• [Exercise] Exactly how many lines in the entries contain "EmbedImage"? Give that number alone.

Start of Block

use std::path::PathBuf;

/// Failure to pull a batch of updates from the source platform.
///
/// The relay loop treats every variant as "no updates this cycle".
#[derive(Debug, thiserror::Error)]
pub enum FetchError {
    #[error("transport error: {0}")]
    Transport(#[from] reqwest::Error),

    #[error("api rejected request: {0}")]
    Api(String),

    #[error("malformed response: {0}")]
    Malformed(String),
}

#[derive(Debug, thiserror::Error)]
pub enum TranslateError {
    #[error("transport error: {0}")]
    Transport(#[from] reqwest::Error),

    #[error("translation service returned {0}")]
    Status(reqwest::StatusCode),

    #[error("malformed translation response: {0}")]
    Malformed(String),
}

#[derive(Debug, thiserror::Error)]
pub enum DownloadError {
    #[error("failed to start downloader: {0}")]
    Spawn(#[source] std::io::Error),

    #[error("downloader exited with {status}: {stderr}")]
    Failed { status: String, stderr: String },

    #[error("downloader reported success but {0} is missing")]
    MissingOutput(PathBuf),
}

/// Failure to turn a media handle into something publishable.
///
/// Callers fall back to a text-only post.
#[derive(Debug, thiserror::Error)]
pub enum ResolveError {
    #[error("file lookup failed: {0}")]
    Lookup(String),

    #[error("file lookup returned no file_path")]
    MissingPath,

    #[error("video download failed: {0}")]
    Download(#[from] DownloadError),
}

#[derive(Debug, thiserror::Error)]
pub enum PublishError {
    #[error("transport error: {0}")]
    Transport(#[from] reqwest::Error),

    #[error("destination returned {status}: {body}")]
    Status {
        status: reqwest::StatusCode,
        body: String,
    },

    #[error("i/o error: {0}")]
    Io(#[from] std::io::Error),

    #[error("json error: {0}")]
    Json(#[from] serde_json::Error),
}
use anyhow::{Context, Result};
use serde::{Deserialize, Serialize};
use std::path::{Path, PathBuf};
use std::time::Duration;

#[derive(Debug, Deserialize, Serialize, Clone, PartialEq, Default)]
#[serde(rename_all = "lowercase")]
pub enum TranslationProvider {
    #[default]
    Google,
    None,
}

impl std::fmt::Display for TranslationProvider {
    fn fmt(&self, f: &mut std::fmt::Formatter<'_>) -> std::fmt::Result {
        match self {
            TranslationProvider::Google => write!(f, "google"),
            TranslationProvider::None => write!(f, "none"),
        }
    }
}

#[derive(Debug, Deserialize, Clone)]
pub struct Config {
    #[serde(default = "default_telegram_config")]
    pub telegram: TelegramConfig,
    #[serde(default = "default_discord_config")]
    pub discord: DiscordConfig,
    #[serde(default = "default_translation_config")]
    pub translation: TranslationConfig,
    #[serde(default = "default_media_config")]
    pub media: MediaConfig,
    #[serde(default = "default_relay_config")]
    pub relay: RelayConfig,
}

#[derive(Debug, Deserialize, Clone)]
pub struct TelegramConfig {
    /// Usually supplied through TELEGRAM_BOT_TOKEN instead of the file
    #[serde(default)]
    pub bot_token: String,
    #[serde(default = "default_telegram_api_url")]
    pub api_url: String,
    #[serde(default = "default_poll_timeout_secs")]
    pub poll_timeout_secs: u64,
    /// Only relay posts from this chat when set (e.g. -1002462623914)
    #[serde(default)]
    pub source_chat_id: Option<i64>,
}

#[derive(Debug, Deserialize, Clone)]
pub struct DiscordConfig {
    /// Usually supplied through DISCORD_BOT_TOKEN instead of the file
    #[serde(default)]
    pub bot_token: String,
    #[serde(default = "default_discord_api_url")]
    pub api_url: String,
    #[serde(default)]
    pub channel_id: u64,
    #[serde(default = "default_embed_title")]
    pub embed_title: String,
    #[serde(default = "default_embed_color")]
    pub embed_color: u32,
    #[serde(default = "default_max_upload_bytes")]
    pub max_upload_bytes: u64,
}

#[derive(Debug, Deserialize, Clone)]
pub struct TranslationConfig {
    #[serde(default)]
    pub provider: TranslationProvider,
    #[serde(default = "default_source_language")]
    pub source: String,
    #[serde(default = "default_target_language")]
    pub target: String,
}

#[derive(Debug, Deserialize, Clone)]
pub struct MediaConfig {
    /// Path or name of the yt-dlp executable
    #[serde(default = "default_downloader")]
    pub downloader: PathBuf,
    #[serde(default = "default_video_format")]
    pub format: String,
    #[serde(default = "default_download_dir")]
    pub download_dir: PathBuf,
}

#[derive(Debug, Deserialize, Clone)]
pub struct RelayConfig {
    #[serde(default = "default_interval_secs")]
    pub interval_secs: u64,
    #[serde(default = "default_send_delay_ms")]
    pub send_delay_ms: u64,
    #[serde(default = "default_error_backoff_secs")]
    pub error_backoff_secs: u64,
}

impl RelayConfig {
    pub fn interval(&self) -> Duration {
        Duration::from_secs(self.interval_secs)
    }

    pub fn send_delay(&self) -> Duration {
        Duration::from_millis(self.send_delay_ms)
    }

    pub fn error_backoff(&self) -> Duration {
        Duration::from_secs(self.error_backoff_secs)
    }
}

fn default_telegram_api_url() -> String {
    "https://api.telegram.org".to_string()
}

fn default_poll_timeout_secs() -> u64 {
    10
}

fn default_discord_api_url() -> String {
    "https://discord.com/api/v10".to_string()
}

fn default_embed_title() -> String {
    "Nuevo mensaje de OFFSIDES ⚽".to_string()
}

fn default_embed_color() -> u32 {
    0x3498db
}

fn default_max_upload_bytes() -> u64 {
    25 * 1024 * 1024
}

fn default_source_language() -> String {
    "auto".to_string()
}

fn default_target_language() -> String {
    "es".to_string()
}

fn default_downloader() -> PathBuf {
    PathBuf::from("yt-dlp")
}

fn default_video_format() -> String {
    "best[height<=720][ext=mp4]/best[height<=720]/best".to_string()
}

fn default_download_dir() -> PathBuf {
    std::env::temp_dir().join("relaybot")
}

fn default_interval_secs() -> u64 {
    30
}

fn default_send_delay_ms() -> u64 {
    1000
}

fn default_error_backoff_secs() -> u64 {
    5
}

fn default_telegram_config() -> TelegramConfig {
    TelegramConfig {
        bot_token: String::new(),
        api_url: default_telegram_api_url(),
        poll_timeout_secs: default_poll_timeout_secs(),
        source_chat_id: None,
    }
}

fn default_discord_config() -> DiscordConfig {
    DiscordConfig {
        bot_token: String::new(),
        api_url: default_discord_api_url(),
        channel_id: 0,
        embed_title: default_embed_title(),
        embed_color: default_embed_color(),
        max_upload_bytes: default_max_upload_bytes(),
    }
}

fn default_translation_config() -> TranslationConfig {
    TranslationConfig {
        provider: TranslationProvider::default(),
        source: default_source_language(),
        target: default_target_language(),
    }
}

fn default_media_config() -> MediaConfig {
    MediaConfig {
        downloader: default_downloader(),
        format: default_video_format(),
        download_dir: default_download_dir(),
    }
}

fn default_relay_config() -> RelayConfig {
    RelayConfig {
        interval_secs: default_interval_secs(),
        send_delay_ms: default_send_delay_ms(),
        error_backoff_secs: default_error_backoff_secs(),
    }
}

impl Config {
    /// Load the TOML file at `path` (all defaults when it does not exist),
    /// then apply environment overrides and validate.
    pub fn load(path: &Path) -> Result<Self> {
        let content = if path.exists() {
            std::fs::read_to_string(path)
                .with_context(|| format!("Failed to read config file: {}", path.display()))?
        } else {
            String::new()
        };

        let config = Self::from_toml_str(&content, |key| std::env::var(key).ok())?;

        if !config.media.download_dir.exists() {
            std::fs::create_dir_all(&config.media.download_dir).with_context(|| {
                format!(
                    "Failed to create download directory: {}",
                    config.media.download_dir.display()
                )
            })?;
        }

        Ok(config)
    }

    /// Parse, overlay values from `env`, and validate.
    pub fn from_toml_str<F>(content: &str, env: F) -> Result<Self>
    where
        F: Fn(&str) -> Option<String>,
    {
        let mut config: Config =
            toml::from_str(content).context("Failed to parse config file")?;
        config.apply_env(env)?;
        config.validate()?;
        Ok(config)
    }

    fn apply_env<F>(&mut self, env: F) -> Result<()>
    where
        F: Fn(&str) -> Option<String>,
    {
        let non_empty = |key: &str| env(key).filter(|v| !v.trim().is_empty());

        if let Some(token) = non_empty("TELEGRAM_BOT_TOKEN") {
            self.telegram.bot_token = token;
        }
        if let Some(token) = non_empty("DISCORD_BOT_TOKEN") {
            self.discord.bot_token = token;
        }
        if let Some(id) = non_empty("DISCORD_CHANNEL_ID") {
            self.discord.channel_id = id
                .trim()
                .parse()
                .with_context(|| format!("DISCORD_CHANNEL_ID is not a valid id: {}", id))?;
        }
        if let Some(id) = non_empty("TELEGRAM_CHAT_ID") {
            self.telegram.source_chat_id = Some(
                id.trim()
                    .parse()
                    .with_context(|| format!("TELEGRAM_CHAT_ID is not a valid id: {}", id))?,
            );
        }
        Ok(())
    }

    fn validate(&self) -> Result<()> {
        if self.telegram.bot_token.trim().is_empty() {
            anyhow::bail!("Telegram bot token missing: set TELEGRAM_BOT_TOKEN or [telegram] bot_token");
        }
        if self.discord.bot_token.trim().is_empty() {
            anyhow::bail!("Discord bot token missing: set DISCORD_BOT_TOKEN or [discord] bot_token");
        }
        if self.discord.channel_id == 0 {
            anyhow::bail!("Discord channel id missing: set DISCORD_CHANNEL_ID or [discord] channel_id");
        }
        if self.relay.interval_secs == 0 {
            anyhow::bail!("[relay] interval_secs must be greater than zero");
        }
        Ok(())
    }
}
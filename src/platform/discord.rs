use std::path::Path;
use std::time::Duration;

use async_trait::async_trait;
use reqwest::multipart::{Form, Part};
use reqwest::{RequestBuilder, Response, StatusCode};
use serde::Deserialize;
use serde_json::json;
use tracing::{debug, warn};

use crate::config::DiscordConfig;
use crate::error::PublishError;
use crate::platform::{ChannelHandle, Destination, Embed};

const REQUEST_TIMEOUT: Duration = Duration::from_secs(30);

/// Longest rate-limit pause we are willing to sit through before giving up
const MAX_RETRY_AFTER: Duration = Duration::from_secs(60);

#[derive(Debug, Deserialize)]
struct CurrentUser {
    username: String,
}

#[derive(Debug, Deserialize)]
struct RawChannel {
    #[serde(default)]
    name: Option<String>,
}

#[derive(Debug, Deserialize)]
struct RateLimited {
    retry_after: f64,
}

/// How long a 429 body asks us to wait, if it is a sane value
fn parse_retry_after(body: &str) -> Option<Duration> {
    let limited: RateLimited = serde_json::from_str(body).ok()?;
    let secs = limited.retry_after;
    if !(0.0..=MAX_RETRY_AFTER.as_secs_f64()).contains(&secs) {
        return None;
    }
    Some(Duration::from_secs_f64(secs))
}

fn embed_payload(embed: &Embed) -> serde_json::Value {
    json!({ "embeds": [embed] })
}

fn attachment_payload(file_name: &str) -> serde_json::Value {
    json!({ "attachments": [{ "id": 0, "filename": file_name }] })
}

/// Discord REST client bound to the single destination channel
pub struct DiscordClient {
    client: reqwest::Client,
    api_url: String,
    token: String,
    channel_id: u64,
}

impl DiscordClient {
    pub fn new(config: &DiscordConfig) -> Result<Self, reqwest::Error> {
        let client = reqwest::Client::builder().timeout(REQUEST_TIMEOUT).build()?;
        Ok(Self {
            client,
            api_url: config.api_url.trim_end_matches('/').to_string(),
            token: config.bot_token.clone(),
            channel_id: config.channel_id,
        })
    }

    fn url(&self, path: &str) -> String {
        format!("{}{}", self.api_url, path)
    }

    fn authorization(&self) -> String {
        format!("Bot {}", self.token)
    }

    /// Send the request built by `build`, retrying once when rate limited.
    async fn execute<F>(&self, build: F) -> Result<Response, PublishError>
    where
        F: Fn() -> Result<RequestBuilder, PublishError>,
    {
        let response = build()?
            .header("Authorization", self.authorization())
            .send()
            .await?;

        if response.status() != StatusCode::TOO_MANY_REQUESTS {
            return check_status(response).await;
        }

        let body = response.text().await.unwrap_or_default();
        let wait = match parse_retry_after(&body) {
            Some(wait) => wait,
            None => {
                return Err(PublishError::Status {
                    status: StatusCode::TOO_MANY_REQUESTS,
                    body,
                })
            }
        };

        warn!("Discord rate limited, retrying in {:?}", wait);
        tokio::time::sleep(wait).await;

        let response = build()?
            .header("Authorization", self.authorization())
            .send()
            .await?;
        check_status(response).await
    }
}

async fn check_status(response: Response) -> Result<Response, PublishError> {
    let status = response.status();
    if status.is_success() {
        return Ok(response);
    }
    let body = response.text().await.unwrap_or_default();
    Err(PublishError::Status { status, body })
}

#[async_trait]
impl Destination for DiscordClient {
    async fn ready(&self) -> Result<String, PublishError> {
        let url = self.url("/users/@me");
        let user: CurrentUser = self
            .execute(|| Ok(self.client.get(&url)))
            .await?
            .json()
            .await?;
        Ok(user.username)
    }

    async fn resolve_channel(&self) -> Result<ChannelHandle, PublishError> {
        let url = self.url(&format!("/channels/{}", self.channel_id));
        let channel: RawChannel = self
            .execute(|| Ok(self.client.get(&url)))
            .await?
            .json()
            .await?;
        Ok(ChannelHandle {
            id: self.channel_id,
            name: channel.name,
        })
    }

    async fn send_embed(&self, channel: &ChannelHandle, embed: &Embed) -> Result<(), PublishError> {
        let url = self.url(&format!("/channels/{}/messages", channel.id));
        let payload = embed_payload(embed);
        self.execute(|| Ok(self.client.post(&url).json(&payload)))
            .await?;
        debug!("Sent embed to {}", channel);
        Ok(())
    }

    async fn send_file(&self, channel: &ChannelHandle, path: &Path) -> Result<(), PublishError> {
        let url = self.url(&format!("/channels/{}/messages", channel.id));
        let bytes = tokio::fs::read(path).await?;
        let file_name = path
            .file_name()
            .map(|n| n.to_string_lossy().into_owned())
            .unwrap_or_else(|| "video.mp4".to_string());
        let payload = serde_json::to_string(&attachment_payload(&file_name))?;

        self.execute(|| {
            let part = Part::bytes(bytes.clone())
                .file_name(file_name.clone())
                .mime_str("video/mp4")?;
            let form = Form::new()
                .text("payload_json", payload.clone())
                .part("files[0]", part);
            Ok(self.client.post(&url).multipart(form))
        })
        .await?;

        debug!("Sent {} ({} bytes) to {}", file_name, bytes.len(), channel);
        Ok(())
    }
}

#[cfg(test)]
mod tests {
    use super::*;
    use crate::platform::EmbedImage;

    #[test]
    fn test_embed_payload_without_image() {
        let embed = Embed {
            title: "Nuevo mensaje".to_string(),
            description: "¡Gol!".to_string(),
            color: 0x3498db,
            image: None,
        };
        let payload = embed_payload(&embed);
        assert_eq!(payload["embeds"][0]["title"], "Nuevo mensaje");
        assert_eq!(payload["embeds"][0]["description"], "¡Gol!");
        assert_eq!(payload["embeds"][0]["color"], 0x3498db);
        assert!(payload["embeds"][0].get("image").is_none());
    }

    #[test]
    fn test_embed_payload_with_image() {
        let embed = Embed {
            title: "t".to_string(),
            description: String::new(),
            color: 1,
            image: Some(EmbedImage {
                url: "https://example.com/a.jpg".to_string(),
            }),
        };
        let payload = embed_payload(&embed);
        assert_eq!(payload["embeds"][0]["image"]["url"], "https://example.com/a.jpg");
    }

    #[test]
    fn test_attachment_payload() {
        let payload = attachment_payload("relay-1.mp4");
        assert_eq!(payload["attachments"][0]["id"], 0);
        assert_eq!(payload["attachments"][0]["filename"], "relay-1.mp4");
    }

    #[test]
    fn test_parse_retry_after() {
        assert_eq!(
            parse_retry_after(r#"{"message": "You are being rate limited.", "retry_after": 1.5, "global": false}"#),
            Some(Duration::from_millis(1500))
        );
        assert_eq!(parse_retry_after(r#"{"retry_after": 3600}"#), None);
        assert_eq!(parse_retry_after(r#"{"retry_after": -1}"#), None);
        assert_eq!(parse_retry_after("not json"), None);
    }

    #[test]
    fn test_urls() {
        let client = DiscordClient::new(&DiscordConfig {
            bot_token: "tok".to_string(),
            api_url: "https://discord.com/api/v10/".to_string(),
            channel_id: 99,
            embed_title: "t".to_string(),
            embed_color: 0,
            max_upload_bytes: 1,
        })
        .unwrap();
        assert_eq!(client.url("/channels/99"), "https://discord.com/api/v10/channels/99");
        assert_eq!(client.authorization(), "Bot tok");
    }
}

End of Block

• [Result] 2